--- Provided material ---
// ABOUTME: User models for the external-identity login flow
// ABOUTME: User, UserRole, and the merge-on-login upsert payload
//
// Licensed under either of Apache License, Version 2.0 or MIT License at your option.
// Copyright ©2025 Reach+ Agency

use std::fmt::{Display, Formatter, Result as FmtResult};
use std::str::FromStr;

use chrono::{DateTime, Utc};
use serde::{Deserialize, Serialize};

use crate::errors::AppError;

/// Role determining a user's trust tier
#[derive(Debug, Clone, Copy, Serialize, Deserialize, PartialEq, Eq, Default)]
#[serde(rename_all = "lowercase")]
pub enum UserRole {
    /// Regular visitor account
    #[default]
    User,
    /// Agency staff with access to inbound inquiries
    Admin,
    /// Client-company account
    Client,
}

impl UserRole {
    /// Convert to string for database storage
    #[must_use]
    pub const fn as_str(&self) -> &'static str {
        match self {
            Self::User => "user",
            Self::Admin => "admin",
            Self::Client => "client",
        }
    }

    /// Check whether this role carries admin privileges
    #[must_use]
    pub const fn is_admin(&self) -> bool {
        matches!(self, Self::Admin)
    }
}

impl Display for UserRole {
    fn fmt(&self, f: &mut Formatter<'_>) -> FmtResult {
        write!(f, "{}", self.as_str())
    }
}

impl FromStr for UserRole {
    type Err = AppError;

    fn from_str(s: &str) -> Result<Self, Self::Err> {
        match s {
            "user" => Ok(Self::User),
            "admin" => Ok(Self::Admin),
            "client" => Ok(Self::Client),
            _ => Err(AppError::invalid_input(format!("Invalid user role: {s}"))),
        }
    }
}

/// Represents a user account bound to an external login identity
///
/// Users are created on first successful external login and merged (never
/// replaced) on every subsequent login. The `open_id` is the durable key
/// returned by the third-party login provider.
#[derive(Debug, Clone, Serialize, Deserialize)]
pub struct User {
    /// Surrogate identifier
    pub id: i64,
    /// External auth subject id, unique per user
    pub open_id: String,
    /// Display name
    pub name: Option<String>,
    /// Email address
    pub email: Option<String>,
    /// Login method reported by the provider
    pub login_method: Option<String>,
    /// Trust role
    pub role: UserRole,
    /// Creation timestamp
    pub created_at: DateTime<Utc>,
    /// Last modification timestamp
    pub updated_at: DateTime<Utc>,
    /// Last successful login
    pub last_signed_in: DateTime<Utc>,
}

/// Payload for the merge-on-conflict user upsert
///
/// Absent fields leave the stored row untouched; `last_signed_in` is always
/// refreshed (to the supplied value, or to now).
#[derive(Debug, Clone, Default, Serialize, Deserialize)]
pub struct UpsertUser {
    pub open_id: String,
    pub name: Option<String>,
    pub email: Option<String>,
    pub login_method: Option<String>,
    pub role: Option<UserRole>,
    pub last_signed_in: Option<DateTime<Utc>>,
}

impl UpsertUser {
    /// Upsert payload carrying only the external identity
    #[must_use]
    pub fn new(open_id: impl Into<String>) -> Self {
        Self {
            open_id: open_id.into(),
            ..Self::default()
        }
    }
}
---
In the lines above, spot each one that contains the word "Serialize" and copy it.

Final answer:
use serde::{Deserialize, Serialize};
#[derive(Debug, Clone, Copy, Serialize, Deserialize, PartialEq, Eq, Default)]
#[derive(Debug, Clone, Serialize, Deserialize)]
#[derive(Debug, Clone, Default, Serialize, Deserialize)]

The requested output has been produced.